### Exercise material

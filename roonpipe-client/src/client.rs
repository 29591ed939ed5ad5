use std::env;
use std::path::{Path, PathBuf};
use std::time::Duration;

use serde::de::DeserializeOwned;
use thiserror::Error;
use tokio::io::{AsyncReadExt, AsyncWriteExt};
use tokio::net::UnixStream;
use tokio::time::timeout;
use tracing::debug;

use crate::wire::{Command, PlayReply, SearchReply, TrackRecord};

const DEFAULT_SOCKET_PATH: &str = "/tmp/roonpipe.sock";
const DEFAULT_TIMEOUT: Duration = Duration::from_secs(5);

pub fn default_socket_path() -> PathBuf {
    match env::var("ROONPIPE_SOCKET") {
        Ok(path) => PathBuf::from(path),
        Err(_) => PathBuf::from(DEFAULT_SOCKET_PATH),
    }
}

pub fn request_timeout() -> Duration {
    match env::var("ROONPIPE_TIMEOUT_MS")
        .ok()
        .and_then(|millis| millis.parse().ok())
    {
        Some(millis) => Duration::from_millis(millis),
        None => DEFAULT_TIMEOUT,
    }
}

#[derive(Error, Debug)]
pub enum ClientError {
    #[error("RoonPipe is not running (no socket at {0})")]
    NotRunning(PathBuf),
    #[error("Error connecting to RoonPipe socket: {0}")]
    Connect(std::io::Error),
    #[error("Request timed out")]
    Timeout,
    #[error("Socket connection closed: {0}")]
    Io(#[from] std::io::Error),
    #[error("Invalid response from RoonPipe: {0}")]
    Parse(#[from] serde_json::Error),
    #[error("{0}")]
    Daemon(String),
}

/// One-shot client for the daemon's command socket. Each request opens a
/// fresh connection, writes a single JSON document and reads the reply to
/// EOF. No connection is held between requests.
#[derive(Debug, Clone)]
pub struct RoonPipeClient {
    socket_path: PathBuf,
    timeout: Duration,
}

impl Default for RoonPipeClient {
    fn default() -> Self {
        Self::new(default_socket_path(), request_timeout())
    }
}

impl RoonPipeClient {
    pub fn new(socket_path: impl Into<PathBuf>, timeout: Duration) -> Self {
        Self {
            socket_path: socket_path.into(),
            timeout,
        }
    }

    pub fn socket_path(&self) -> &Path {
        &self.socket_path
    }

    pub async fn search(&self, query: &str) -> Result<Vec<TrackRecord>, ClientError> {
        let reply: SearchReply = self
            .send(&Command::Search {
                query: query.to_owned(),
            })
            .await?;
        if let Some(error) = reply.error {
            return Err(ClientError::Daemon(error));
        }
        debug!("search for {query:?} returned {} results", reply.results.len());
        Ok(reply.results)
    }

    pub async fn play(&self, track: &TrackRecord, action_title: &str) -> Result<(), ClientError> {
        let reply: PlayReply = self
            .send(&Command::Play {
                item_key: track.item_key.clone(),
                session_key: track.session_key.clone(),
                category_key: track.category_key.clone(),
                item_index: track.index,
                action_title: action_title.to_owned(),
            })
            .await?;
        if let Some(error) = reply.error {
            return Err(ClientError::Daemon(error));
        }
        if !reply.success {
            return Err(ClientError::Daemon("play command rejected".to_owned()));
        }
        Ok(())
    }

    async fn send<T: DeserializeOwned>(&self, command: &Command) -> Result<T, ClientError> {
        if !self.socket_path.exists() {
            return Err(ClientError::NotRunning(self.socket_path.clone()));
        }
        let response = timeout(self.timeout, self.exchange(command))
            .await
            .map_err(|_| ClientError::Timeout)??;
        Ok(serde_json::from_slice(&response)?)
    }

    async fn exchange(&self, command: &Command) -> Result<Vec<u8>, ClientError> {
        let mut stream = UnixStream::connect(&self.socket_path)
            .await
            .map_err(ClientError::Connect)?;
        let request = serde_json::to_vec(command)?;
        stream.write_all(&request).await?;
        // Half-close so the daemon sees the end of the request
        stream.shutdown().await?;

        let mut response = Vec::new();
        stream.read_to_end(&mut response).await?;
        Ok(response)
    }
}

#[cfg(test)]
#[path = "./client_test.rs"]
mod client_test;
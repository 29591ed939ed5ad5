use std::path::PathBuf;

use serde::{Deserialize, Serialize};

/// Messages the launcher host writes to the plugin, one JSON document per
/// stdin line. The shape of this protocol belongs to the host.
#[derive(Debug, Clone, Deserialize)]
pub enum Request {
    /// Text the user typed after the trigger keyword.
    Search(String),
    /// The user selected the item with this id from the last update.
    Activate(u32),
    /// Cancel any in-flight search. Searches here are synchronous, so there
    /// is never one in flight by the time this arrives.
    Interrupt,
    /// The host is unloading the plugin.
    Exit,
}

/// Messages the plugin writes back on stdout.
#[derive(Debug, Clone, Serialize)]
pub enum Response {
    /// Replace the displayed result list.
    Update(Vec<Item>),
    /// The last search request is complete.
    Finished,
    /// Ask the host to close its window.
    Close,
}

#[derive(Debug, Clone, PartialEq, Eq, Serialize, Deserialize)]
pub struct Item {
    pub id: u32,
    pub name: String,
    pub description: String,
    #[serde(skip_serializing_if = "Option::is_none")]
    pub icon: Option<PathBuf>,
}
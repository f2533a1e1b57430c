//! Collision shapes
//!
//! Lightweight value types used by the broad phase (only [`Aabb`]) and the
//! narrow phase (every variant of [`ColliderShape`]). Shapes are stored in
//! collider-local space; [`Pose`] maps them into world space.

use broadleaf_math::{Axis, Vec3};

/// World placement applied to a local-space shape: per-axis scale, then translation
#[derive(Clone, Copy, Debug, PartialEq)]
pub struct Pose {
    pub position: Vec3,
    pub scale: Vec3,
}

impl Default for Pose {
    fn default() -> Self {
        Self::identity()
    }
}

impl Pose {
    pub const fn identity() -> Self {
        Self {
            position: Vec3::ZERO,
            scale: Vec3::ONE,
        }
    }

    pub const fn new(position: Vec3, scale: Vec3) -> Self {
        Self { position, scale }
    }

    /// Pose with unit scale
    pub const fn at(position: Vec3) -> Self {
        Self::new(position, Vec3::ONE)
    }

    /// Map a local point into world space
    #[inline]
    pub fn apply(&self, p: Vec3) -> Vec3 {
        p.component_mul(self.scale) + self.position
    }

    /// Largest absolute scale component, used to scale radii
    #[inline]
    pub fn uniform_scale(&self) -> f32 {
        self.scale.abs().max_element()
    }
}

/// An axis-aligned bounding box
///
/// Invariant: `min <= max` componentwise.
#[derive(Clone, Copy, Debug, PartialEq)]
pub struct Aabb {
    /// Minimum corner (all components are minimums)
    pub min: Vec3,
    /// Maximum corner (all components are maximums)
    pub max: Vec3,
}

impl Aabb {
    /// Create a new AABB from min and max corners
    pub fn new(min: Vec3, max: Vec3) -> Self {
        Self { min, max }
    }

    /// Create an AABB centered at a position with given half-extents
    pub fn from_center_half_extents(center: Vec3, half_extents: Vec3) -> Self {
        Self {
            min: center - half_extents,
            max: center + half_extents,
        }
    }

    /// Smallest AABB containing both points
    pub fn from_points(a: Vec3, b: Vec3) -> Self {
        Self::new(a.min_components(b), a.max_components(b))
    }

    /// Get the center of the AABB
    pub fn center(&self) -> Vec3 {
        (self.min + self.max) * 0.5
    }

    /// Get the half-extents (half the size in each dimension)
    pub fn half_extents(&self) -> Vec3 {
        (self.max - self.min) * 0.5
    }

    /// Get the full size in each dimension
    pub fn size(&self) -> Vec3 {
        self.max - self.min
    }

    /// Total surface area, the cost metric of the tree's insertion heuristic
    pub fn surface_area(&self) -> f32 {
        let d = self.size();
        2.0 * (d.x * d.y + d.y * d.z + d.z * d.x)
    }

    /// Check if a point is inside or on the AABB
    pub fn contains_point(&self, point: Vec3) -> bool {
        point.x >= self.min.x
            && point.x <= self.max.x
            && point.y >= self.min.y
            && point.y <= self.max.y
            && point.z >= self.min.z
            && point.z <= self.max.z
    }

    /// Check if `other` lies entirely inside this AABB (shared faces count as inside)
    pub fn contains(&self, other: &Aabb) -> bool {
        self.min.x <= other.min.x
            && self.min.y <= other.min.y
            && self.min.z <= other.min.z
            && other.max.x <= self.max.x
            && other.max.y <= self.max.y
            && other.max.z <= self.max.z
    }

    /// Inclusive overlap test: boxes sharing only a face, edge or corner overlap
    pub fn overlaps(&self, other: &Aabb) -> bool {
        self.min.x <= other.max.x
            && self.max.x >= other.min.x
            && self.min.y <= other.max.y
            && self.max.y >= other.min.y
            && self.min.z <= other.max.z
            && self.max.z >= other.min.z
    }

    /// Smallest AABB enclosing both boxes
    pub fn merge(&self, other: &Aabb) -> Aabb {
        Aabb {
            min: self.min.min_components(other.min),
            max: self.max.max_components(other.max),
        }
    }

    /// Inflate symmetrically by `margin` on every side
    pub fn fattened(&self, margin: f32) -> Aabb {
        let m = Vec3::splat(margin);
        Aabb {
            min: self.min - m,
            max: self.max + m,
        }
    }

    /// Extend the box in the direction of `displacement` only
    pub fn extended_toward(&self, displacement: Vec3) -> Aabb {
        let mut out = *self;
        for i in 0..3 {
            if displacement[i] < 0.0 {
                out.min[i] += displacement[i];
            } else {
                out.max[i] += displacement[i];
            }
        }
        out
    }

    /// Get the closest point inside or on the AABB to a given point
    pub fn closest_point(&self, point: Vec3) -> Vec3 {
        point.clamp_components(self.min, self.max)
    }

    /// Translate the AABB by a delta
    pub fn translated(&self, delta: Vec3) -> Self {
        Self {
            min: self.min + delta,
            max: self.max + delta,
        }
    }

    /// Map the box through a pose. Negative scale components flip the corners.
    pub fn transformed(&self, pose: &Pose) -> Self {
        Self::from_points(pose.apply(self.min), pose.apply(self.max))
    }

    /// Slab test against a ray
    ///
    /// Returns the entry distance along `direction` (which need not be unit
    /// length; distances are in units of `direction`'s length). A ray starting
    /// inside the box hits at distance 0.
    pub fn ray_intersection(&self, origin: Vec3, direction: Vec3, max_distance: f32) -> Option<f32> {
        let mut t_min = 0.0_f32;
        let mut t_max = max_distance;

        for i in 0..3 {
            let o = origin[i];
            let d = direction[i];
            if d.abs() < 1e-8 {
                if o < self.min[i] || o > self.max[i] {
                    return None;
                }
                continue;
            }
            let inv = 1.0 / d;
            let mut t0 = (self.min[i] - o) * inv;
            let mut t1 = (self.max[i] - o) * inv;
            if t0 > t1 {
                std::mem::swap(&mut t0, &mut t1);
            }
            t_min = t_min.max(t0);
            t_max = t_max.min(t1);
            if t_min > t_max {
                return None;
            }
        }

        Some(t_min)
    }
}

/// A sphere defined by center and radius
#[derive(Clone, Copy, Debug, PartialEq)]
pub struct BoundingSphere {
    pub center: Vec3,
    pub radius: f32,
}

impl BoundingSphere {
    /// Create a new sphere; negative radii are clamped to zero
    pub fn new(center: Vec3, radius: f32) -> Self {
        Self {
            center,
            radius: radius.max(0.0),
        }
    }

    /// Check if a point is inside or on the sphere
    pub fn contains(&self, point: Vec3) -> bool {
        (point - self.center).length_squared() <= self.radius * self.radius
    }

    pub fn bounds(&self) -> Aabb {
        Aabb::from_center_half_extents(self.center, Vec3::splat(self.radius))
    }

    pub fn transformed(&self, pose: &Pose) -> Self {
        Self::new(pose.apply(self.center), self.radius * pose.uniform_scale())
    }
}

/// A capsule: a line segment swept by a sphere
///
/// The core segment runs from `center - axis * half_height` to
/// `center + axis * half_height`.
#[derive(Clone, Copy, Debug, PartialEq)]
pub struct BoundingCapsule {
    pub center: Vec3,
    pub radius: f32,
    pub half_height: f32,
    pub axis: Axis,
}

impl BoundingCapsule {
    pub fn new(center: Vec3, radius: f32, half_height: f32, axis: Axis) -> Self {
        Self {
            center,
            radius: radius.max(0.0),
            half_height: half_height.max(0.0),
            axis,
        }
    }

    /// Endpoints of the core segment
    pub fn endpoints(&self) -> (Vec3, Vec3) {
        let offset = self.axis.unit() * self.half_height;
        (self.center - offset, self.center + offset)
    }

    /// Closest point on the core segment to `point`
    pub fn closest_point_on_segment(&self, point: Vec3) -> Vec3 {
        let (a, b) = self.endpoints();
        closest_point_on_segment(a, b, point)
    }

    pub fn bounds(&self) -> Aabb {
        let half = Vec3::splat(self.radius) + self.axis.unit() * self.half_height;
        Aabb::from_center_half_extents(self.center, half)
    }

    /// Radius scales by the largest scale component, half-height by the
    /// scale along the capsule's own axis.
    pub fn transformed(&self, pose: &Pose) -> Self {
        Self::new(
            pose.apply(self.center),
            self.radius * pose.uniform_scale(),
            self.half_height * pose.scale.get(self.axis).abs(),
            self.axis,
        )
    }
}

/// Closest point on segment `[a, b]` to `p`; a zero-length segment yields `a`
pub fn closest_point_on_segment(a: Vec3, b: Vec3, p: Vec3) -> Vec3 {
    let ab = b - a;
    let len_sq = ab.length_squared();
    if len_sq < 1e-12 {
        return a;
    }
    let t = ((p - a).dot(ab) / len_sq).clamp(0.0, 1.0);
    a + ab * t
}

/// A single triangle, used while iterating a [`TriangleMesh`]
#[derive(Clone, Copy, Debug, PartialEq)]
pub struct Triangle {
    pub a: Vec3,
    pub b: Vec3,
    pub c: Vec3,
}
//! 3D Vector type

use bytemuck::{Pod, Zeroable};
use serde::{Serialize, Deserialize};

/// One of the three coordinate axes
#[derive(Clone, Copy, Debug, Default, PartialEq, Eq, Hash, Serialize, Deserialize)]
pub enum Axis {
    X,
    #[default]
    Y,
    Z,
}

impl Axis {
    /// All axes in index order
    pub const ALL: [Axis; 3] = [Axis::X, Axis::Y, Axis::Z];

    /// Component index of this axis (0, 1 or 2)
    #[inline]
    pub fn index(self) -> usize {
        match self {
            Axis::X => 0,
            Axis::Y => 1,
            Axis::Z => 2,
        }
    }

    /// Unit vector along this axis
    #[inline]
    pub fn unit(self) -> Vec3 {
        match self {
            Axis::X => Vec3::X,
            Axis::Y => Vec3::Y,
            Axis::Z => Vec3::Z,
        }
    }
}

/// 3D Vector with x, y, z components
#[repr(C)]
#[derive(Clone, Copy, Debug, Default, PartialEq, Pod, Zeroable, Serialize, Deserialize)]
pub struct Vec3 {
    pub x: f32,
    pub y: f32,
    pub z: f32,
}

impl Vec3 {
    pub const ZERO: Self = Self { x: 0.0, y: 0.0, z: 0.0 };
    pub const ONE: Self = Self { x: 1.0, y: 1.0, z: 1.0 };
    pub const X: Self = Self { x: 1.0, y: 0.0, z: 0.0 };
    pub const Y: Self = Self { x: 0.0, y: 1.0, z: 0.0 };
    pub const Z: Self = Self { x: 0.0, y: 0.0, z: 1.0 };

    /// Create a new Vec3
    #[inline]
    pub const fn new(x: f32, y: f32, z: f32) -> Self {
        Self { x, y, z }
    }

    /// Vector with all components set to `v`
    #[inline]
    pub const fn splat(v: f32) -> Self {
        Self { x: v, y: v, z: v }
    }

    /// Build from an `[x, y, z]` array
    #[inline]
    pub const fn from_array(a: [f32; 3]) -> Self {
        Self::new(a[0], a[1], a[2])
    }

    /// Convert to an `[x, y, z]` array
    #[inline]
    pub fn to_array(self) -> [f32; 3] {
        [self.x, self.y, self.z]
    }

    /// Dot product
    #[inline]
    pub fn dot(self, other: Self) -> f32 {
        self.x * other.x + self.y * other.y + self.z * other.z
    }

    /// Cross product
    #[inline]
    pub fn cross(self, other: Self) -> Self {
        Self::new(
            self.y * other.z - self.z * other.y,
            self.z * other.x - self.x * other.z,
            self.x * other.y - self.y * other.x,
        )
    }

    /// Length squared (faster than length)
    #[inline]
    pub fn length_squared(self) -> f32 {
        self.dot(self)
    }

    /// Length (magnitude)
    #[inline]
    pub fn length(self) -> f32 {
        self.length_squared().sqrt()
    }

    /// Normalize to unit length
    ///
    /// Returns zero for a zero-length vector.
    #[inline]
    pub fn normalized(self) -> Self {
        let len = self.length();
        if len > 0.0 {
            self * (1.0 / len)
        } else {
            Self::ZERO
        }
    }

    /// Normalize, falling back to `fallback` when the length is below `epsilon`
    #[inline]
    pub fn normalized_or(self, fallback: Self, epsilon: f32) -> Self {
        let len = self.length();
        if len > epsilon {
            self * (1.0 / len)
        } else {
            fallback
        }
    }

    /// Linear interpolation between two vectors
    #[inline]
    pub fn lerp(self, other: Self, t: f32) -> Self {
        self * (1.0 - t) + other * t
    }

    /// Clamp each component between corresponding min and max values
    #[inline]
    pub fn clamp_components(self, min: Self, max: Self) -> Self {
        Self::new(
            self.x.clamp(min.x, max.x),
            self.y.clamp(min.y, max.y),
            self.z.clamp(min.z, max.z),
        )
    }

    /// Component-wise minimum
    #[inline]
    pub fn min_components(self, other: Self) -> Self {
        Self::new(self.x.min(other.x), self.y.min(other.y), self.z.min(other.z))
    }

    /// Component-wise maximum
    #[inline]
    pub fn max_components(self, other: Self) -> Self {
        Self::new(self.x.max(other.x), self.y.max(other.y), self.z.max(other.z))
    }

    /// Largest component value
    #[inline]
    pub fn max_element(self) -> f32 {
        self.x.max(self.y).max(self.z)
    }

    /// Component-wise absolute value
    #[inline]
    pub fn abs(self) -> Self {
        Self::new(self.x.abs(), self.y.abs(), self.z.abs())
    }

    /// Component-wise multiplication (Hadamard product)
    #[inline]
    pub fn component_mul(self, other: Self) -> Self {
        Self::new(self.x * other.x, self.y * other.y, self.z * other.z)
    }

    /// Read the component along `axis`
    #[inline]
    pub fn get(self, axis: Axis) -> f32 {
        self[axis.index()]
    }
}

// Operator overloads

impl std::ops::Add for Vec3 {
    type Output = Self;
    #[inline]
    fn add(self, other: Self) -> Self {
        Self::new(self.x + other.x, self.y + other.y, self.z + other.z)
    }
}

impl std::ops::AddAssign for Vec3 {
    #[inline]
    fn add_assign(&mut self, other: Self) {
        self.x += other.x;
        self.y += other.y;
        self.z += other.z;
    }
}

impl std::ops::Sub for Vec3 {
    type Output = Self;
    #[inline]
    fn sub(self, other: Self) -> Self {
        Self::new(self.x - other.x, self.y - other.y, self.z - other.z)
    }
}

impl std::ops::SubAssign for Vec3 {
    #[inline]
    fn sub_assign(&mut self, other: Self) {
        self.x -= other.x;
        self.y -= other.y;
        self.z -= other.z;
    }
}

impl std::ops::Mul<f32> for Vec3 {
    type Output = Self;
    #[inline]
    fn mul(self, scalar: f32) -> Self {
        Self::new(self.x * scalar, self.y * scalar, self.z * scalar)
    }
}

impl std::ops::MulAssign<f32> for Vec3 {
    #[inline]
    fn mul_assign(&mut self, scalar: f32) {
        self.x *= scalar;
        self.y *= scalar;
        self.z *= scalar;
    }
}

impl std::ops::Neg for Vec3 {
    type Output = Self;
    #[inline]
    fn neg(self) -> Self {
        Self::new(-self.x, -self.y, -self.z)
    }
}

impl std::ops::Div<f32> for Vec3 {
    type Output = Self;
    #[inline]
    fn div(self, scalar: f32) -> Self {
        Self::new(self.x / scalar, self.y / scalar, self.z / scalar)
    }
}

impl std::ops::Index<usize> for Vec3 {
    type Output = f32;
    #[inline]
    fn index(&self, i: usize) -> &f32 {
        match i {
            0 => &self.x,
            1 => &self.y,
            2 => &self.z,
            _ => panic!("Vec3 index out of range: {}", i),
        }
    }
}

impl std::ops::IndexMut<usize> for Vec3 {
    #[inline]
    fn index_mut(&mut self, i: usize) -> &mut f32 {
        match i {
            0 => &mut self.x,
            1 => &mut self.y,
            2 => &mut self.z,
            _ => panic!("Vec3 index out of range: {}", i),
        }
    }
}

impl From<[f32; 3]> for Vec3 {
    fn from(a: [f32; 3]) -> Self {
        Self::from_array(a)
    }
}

### Exercise prompt
Copy verbatim, from the listing above, each line from the one containing "pub fn clamp_components(self, min: Self, max: Self)" down to the one containing "fn add(self, other: Self)", inclusive.

### Problem solution
    pub fn clamp_components(self, min: Self, max: Self) -> Self {
        Self::new(
            self.x.clamp(min.x, max.x),
            self.y.clamp(min.y, max.y),
            self.z.clamp(min.z, max.z),
        )
    }

    /// Component-wise minimum
    #[inline]
    pub fn min_components(self, other: Self) -> Self {
        Self::new(self.x.min(other.x), self.y.min(other.y), self.z.min(other.z))
    }

    /// Component-wise maximum
    #[inline]
    pub fn max_components(self, other: Self) -> Self {
        Self::new(self.x.max(other.x), self.y.max(other.y), self.z.max(other.z))
    }

    /// Largest component value
    #[inline]
    pub fn max_element(self) -> f32 {
        self.x.max(self.y).max(self.z)
    }

    /// Component-wise absolute value
    #[inline]
    pub fn abs(self) -> Self {
        Self::new(self.x.abs(), self.y.abs(), self.z.abs())
    }

    /// Component-wise multiplication (Hadamard product)
    #[inline]
    pub fn component_mul(self, other: Self) -> Self {
        Self::new(self.x * other.x, self.y * other.y, self.z * other.z)
    }

    /// Read the component along `axis`
    #[inline]
    pub fn get(self, axis: Axis) -> f32 {
        self[axis.index()]
    }
}

// Operator overloads

impl std::ops::Add for Vec3 {
    type Output = Self;
    #[inline]
    fn add(self, other: Self) -> Self {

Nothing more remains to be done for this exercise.